** Data in this exercise **
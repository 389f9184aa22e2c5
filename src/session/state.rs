//! Session phase and turn-taking flags

use parking_lot::{Mutex, RwLock};
use std::fmt;
use std::sync::Arc;
use std::time::{Duration, Instant};

/// Lifecycle phase of a session
#[derive(Debug, Clone, Copy, Default, PartialEq, Eq, Hash)]
pub enum Phase {
    /// Not connected yet, or back after a failed attempt
    #[default]
    Idle,
    Connecting,
    Connected,
    Listening,
    AiSpeaking,
    Grading,
    Disconnected,
}

impl Phase {
    /// Phases in which the user may turn the microphone on
    pub fn allows_mic(&self) -> bool {
        matches!(self, Phase::Connected | Phase::Listening | Phase::AiSpeaking)
    }
}

impl fmt::Display for Phase {
    fn fmt(&self, f: &mut fmt::Formatter<'_>) -> fmt::Result {
        let name = match self {
            Phase::Idle => "IDLE",
            Phase::Connecting => "CONNECTING",
            Phase::Connected => "CONNECTED",
            Phase::Listening => "LISTENING",
            Phase::AiSpeaking => "AI_SPEAKING",
            Phase::Grading => "GRADING",
            Phase::Disconnected => "DISCONNECTED",
        };
        f.write_str(name)
    }
}

#[derive(Debug, Clone, Copy, Default, PartialEq, Eq)]
pub struct SessionState {
    pub phase: Phase,
    pub mic_enabled: bool,
    pub ai_speaking: bool,
    /// Set once the counterpart's first turn has completed
    pub introduction_done: bool,
}

/// Shared handle to the one [`SessionState`] of a session.
///
/// Readers get copies; only the session module mutates it.
#[derive(Debug, Clone, Default)]
pub struct SessionHandle {
    inner: Arc<RwLock<SessionState>>,
}

impl SessionHandle {
    pub fn new(state: SessionState) -> Self {
        Self {
            inner: Arc::new(RwLock::new(state)),
        }
    }

    pub fn snapshot(&self) -> SessionState {
        *self.inner.read()
    }

    pub fn phase(&self) -> Phase {
        self.inner.read().phase
    }

    pub fn is_ai_speaking(&self) -> bool {
        self.inner.read().ai_speaking
    }

    /// Mutate under the write lock
    pub(crate) fn update<R>(&self, f: impl FnOnce(&mut SessionState) -> R) -> R {
        f(&mut self.inner.write())
    }
}

/// Wall-clock duration of a session
#[derive(Debug, Default)]
pub struct SessionClock {
    inner: Mutex<ClockState>,
}

#[derive(Debug, Default)]
struct ClockState {
    started_at: Option<Instant>,
    frozen: Option<Duration>,
}

impl SessionClock {
    pub fn new() -> Self {
        Self::default()
    }

    /// Start from zero
    pub fn start(&self) {
        let mut clock = self.inner.lock();
        clock.started_at = Some(Instant::now());
        clock.frozen = None;
    }

    /// Freeze the elapsed time and return it. Stopping a stopped clock
    /// changes nothing and returns `None`.
    pub fn stop(&self) -> Option<Duration> {
        let mut clock = self.inner.lock();
        let started_at = clock.started_at.take()?;
        let elapsed = started_at.elapsed();
        clock.frozen = Some(elapsed);
        Some(elapsed)
    }

    pub fn is_running(&self) -> bool {
        self.inner.lock().started_at.is_some()
    }

    pub fn elapsed(&self) -> Duration {
        let clock = self.inner.lock();
        match clock.started_at {
            Some(started_at) => started_at.elapsed(),
            None => clock.frozen.unwrap_or_default(),
        }
    }
}

#[cfg(test)]
mod tests {
    use super::*;

    #[test]
    fn test_mic_allowed_phases() {
        assert!(Phase::Connected.allows_mic());
        assert!(Phase::Listening.allows_mic());
        assert!(Phase::AiSpeaking.allows_mic());
        assert!(!Phase::Idle.allows_mic());
        assert!(!Phase::Grading.allows_mic());
        assert!(!Phase::Disconnected.allows_mic());
    }

    #[test]
    fn test_phase_display() {
        assert_eq!(Phase::AiSpeaking.to_string(), "AI_SPEAKING");
    }

    #[test]
    fn test_handle_shares_state() {
        let handle = SessionHandle::default();
        let reader = handle.clone();
        handle.update(|s| {
            s.phase = Phase::Listening;
            s.mic_enabled = true;
        });
        assert_eq!(reader.phase(), Phase::Listening);
        assert!(reader.snapshot().mic_enabled);
    }

    #[test]
    fn test_clock_freezes_on_stop() {
        let clock = SessionClock::new();
        assert_eq!(clock.elapsed(), Duration::ZERO);

        clock.start();
        std::thread::sleep(Duration::from_millis(5));
        let frozen = clock.stop().unwrap();
        assert!(frozen >= Duration::from_millis(5));
        assert_eq!(clock.elapsed(), frozen);

        std::thread::sleep(Duration::from_millis(5));
        assert_eq!(clock.stop(), None);
        assert_eq!(clock.elapsed(), frozen);
        assert!(!clock.is_running());
    }
}
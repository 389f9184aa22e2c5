//! Frame codec
//!
//! Stateless conversions between float samples and PCM16, and between binary
//! frames and their text-safe wire form.

pub mod pcm;
pub mod wire;

pub use pcm::{apply_edge_fades, decode_playback, encode_capture};
pub use wire::{from_wire_format, to_wire_format};
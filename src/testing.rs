//! Device-free doubles for tests

use parking_lot::Mutex;
use std::sync::atomic::{AtomicUsize, Ordering};
use std::sync::Arc;

use crate::audio::capture::{CaptureConstraints, InputHandle, MicrophoneBackend, SampleCallback};
use crate::audio::output::AudioOutput;
use crate::error::{CaptureError, OutputError};
use crate::session::observer::{SessionEvent, SessionObserver};
use crate::session::Phase;

#[derive(Default)]
struct MicState {
    callback: Option<SampleCallback>,
    open_count: usize,
    closed: bool,
}

/// Microphone whose samples are fed by the test
#[derive(Clone, Default)]
pub struct ScriptedMicrophone {
    state: Arc<Mutex<MicState>>,
    fail_with: Option<CaptureError>,
}

impl ScriptedMicrophone {
    pub fn new() -> Self {
        Self::default()
    }

    /// A microphone that can never be opened
    pub fn failing(error: CaptureError) -> Self {
        Self {
            fail_with: Some(error),
            ..Self::default()
        }
    }

    /// Deliver samples as the device thread would
    pub fn feed(&self, samples: &[f32]) {
        let mut state = self.state.lock();
        if let Some(callback) = state.callback.as_mut() {
            callback(samples);
        }
    }

    pub fn open_count(&self) -> usize {
        self.state.lock().open_count
    }

    pub fn is_closed(&self) -> bool {
        self.state.lock().closed
    }
}

struct ScriptedHandle {
    state: Arc<Mutex<MicState>>,
}

impl InputHandle for ScriptedHandle {
    fn close(&mut self) {
        // The callback stays installed: a real device may still fire once
        // after release, and routing has to cope with that.
        self.state.lock().closed = true;
    }
}

impl MicrophoneBackend for ScriptedMicrophone {
    fn open(
        &self,
        _constraints: &CaptureConstraints,
        on_samples: SampleCallback,
    ) -> Result<Box<dyn InputHandle>, CaptureError> {
        if let Some(error) = &self.fail_with {
            return Err(error.clone());
        }
        let mut state = self.state.lock();
        state.callback = Some(on_samples);
        state.open_count += 1;
        state.closed = false;
        Ok(Box::new(ScriptedHandle {
            state: self.state.clone(),
        }))
    }
}

#[derive(Default)]
struct OutputState {
    now: f64,
    scheduled: Vec<(f64, Vec<f32>)>,
    fail_next: usize,
}

/// Output whose clock only moves when the test moves it
pub struct ManualOutput {
    sample_rate: u32,
    state: Mutex<OutputState>,
    stops: AtomicUsize,
}

impl ManualOutput {
    pub fn new(sample_rate: u32) -> Self {
        Self {
            sample_rate,
            state: Mutex::new(OutputState::default()),
            stops: AtomicUsize::new(0),
        }
    }

    pub fn set_now(&self, now: f64) {
        self.state.lock().now = now;
    }

    /// Start time and length of every scheduled chunk
    pub fn scheduled(&self) -> Vec<(f64, usize)> {
        self.state
            .lock()
            .scheduled
            .iter()
            .map(|(start, samples)| (*start, samples.len()))
            .collect()
    }

    pub fn scheduled_samples(&self, index: usize) -> Vec<f32> {
        self.state.lock().scheduled[index].1.clone()
    }

    pub fn stop_count(&self) -> usize {
        self.stops.load(Ordering::SeqCst)
    }

    /// Make the next `n` schedule calls fail
    pub fn fail_next(&self, n: usize) {
        self.state.lock().fail_next = n;
    }
}

impl AudioOutput for ManualOutput {
    fn now(&self) -> f64 {
        self.state.lock().now
    }

    fn schedule(&self, start: f64, samples: Vec<f32>) -> Result<(), OutputError> {
        let mut state = self.state.lock();
        if state.fail_next > 0 {
            state.fail_next -= 1;
            return Err(OutputError::StreamError("scripted failure".to_string()));
        }
        state.scheduled.push((start, samples));
        Ok(())
    }

    fn stop_all(&self) {
        self.stops.fetch_add(1, Ordering::SeqCst);
    }

    fn sample_rate(&self) -> u32 {
        self.sample_rate
    }
}

/// Observer that remembers everything
#[derive(Default)]
pub struct RecordingObserver {
    events: Mutex<Vec<SessionEvent>>,
}

impl RecordingObserver {
    pub fn events(&self) -> Vec<SessionEvent> {
        self.events.lock().clone()
    }

    pub fn phases(&self) -> Vec<(Phase, Phase)> {
        self.events
            .lock()
            .iter()
            .filter_map(|event| match event {
                SessionEvent::PhaseChanged { from, to } => Some((*from, *to)),
                _ => None,
            })
            .collect()
    }
}

impl SessionObserver for RecordingObserver {
    fn on_event(&self, event: &SessionEvent) {
        self.events.lock().push(event.clone());
    }
}
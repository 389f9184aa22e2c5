//! # Duplex Voice
//!
//! Real-time duplex audio core for a spoken, turn-taking conversation between
//! a user and a remote synthesized voice.
//!
//! ## Architecture Overview
//!
//! ```text
//! ┌──────────────────────────────────────────────────────────────────────────┐
//! │                               LOCAL SIDE                                 │
//! │                                                                          │
//! │  ┌────────────┐    ┌──────────────────────────────────────────────────┐  │
//! │  │ Microphone │───▶│          Capture Pipeline (audio::capture)       │  │
//! │  │  16 kHz    │    │  4096-sample blocks ─▶ CaptureGate ─▶ PCM16/b64   │  │
//! │  └────────────┘    └────────────────────────┬─────────────────────────┘  │
//! │                             reads ▲          │ audio frames               │
//! │  ┌──────────────────────────────────────┐   │                            │
//! │  │   Session State Machine (session)    │   │                            │
//! │  │   phase · micEnabled · aiSpeaking    │   │                            │
//! │  └──────────────▲───────────────────────┘   │                            │
//! │                 │ status / error / ...      ▼                            │
//! │  ┌──────────────┴───────────────────────────────────────────────────┐   │
//! │  │              Transport Channel (network) - named destinations     │   │
//! │  │   out: start · audio · end · mic-off    in: status · audio · ...  │   │
//! │  └──────────────┬───────────────────────────────────────────────────┘   │
//! │                 │ inbound audio                                          │
//! │                 ▼                                                        │
//! │  ┌──────────────────────────────────────────────────────────────────┐   │
//! │  │         Playback Scheduler (audio::playback) - gapless queue      │   │
//! │  │   decode ─▶ 64-sample fades ─▶ schedule at max(nextPlayTime, now) │   │
//! │  └──────────────┬───────────────────────────────────────────────────┘   │
//! │                 ▼                                                        │
//! │  ┌──────────────────────┐                                                │
//! │  │ Output clock 24 kHz  │                                                │
//! │  └──────────────────────┘                                                │
//! └──────────────────────────────────┬───────────────────────────────────────┘
//!                                    │ WebSocket
//!                                    ▼
//!                         remote synthesis service
//! ```

pub mod audio;
pub mod codec;
pub mod config;
pub mod error;
pub mod network;
pub mod protocol;
pub mod session;

#[cfg(test)]
mod testing;

pub use error::{Error, Result};

/// Application-wide constants
pub mod constants {
    /// Microphone sample rate
    pub const CAPTURE_SAMPLE_RATE: u32 = 16000;

    /// Samples per transmitted capture block
    pub const CAPTURE_BLOCK_SIZE: usize = 4096;

    /// Sample rate of synthesized audio
    pub const PLAYBACK_SAMPLE_RATE: u32 = 24000;

    /// Linear fade at each edge of a playback chunk
    pub const FADE_SAMPLES: usize = 64;
}
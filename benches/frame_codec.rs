use criterion::{black_box, criterion_group, criterion_main, Criterion, Throughput};

use duplex_voice::codec::{apply_edge_fades, decode_playback, encode_capture, from_wire_format, to_wire_format};

fn capture_block() -> Vec<f32> {
    (0..4096)
        .map(|i| (i as f32 * 440.0 * 2.0 * std::f32::consts::PI / 16000.0).sin() * 0.8)
        .collect()
}

fn bench_capture_path(c: &mut Criterion) {
    let block = capture_block();
    let mut group = c.benchmark_group("capture");
    group.throughput(Throughput::Elements(block.len() as u64));

    group.bench_function("encode_capture", |b| b.iter(|| encode_capture(black_box(&block))));
    group.bench_function("encode_and_wire", |b| {
        b.iter(|| to_wire_format(&encode_capture(black_box(&block))))
    });
    group.finish();
}

fn bench_playback_path(c: &mut Criterion) {
    let wire = to_wire_format(&encode_capture(&capture_block()));
    let mut group = c.benchmark_group("playback");
    group.throughput(Throughput::Elements(4096));

    group.bench_function("wire_decode_fade", |b| {
        b.iter(|| {
            let pcm = from_wire_format(black_box(&wire)).unwrap();
            let mut samples = decode_playback(&pcm).unwrap();
            apply_edge_fades(&mut samples, 64);
            samples
        })
    });
    group.finish();
}

criterion_group!(benches, bench_capture_path, bench_playback_path);
criterion_main!(benches);
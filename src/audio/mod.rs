//! Audio subsystem module

pub mod buffer;
pub mod capture;
pub mod device;
pub mod output;
pub mod playback;

pub use buffer::{AudioFrame, FrameOrigin, PlaybackQueue};
pub use capture::{CaptureGate, CapturePipeline, CpalMicrophone, MicrophoneBackend};
pub use device::{list_devices, AudioDeviceInfo};
pub use output::{AudioOutput, CpalOutput, Timeline};
pub use playback::{DrainOutcome, PlaybackScheduler};
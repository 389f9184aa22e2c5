//! Session events for collaborators

use std::time::Duration;

use crate::protocol::{CredentialFault, Report, Speaker};
use crate::session::Phase;

/// Something a collaborator may want to show or react to
#[derive(Debug, Clone, PartialEq)]
pub enum SessionEvent {
    PhaseChanged { from: Phase, to: Phase },
    /// Connected; the counterpart has not spoken yet
    WaitingForCounterpart,
    MicChanged { enabled: bool },
    AiSpeakingChanged { speaking: bool },
    Transcript { speaker: Speaker, text: String },
    Text(String),
    Report(Report),
    /// Error reported by the remote service
    RemoteError {
        message: String,
        credential: Option<CredentialFault>,
    },
    /// The link closed without the remote ending the session
    LinkLost,
    /// The session timer stopped
    Ended { elapsed: Duration },
}

/// Receives session events. Called from whichever thread produced the
/// event, never while session locks are held.
pub trait SessionObserver: Send + Sync {
    fn on_event(&self, event: &SessionEvent);
}

/// Observer that ignores everything
#[derive(Debug, Default, Clone, Copy)]
pub struct NoopObserver;

impl SessionObserver for NoopObserver {
    fn on_event(&self, _event: &SessionEvent) {}
}

/// Logs every event at debug level
#[derive(Debug, Default, Clone, Copy)]
pub struct TracingObserver;

impl SessionObserver for TracingObserver {
    fn on_event(&self, event: &SessionEvent) {
        tracing::debug!(?event, "Session event");
    }
}
//! Voice Session Application
//!
//! Runs one spoken session against the remote service using the default
//! microphone and speakers.
//!
//! Commands on stdin: `m` toggles the microphone, `e` ends the session,
//! `q` quits.

use anyhow::{Context, Result};
use std::path::PathBuf;
use std::sync::Arc;
use std::time::Duration;
use tokio::io::{AsyncBufReadExt, BufReader};
use tracing_subscriber::{layer::SubscriberExt, util::SubscriberInitExt};

use duplex_voice::{
    audio::{device::list_devices, CpalMicrophone, CpalOutput},
    config::AppConfig,
    network::{ws::WsConnector, Transport},
    protocol::Speaker,
    session::{Phase, SessionController, SessionEvent, SessionObserver},
};

/// Prints what a user would see on screen
struct ConsoleObserver;

impl SessionObserver for ConsoleObserver {
    fn on_event(&self, event: &SessionEvent) {
        match event {
            SessionEvent::PhaseChanged { to, .. } => println!("[{}]", to),
            SessionEvent::WaitingForCounterpart => println!("Waiting for the interviewer..."),
            SessionEvent::MicChanged { enabled } => {
                println!("Microphone {}", if *enabled { "on" } else { "off" })
            }
            SessionEvent::Transcript { speaker, text } => {
                let who = match speaker {
                    Speaker::Ai => "Interviewer",
                    Speaker::User => "You",
                };
                println!("{}: {}", who, text);
            }
            SessionEvent::Text(text) => println!("> {}", text),
            SessionEvent::Report(report) => {
                println!("\n=== Report ===");
                if let Some(score) = report.overall_score {
                    println!("  Overall: {}", score);
                }
                if let Some(verdict) = &report.verdict {
                    println!("  Verdict: {}", verdict);
                }
                if let Some(analysis) = &report.detailed_analysis {
                    println!("  {}", analysis);
                }
            }
            SessionEvent::RemoteError { message, credential } => match credential {
                Some(fault) => eprintln!("Error ({:?}): {}", fault, message),
                None => eprintln!("Error: {}", message),
            },
            SessionEvent::Ended { elapsed } => {
                println!("Session time: {}:{:02}", elapsed.as_secs() / 60, elapsed.as_secs() % 60)
            }
            SessionEvent::LinkLost => eprintln!("Connection lost"),
            SessionEvent::AiSpeakingChanged { .. } => {}
        }
    }
}

#[tokio::main]
async fn main() -> Result<()> {
    // Initialize logging
    tracing_subscriber::registry()
        .with(tracing_subscriber::EnvFilter::new(
            std::env::var("RUST_LOG").unwrap_or_else(|_| "info".into()),
        ))
        .with(tracing_subscriber::fmt::layer())
        .init();

    let mut config_path: Option<PathBuf> = None;
    for arg in std::env::args().skip(1) {
        if arg == "--list-devices" {
            print_devices();
            return Ok(());
        }
        config_path = Some(PathBuf::from(arg));
    }

    let config = AppConfig::load_or_default(config_path.as_deref()).context("failed to load config")?;
    tracing::info!(url = %config.transport.url, "Starting voice session");

    let params = config.session.to_start_session()?;
    let output = CpalOutput::open(config.playback.sample_rate).context("failed to open audio output")?;

    let controller = SessionController::new(
        params,
        &config,
        Arc::new(CpalMicrophone),
        Arc::new(output),
        Arc::new(ConsoleObserver),
    )?;

    let connector = WsConnector::new(config.transport.url.clone());
    controller.connect(&connector).await?;

    let mut lines = BufReader::new(tokio::io::stdin()).lines();
    let mut tick = tokio::time::interval(Duration::from_millis(500));
    loop {
        tokio::select! {
            _ = tick.tick() => {}
            _ = tokio::signal::ctrl_c() => {
                tracing::info!("Interrupted");
                break;
            }
            line = lines.next_line() => {
                let Some(line) = line? else { break };
                match line.trim() {
                    "m" => {
                        let enable = !controller.state().mic_enabled;
                        if let Err(e) = controller.set_mic_enabled(enable) {
                            eprintln!("{}", e);
                        }
                    }
                    "e" => {
                        if let Err(e) = controller.end_session() {
                            eprintln!("{}", e);
                        }
                    }
                    "q" => break,
                    "" => {}
                    other => eprintln!("Unknown command: {}", other),
                }
            }
        }
        if matches!(controller.current_phase(), Phase::Disconnected | Phase::Idle)
            || !controller.channel().is_connected()
        {
            break;
        }
    }

    if !matches!(controller.current_phase(), Phase::Disconnected | Phase::Idle) {
        let _ = controller.end_session();
    }
    controller.shutdown();
    tracing::info!("Voice session finished");
    Ok(())
}

fn print_devices() {
    println!("\n=== Available Audio Devices ===");
    for device in list_devices() {
        let device_type = match (device.is_input, device.is_output) {
            (true, true) => "Input/Output",
            (true, false) => "Input",
            (false, true) => "Output",
            _ => "Unknown",
        };
        let default_marker = if device.is_default { " [DEFAULT]" } else { "" };
        println!("  {} ({}){}:", device.name, device_type, default_marker);
        println!("    Sample rates: {:?}", device.sample_rates);
        println!("    Channels: {:?}", device.channels);
    }
    println!();
}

** Work required **
Restate the data word for word. Begin at its first line, end at the line that contains "pub fn allows_mic(&self)", and include both.

** Result below **
repository 389f9184aa22e2c5
filename src/session/state.rs
//! Session phase and turn-taking flags

use parking_lot::{Mutex, RwLock};
use std::fmt;
use std::sync::Arc;
use std::time::{Duration, Instant};

/// Lifecycle phase of a session
#[derive(Debug, Clone, Copy, Default, PartialEq, Eq, Hash)]
pub enum Phase {
    /// Not connected yet, or back after a failed attempt
    #[default]
    Idle,
    Connecting,
    Connected,
    Listening,
    AiSpeaking,
    Grading,
    Disconnected,
}

impl Phase {
    /// Phases in which the user may turn the microphone on
    pub fn allows_mic(&self) -> bool {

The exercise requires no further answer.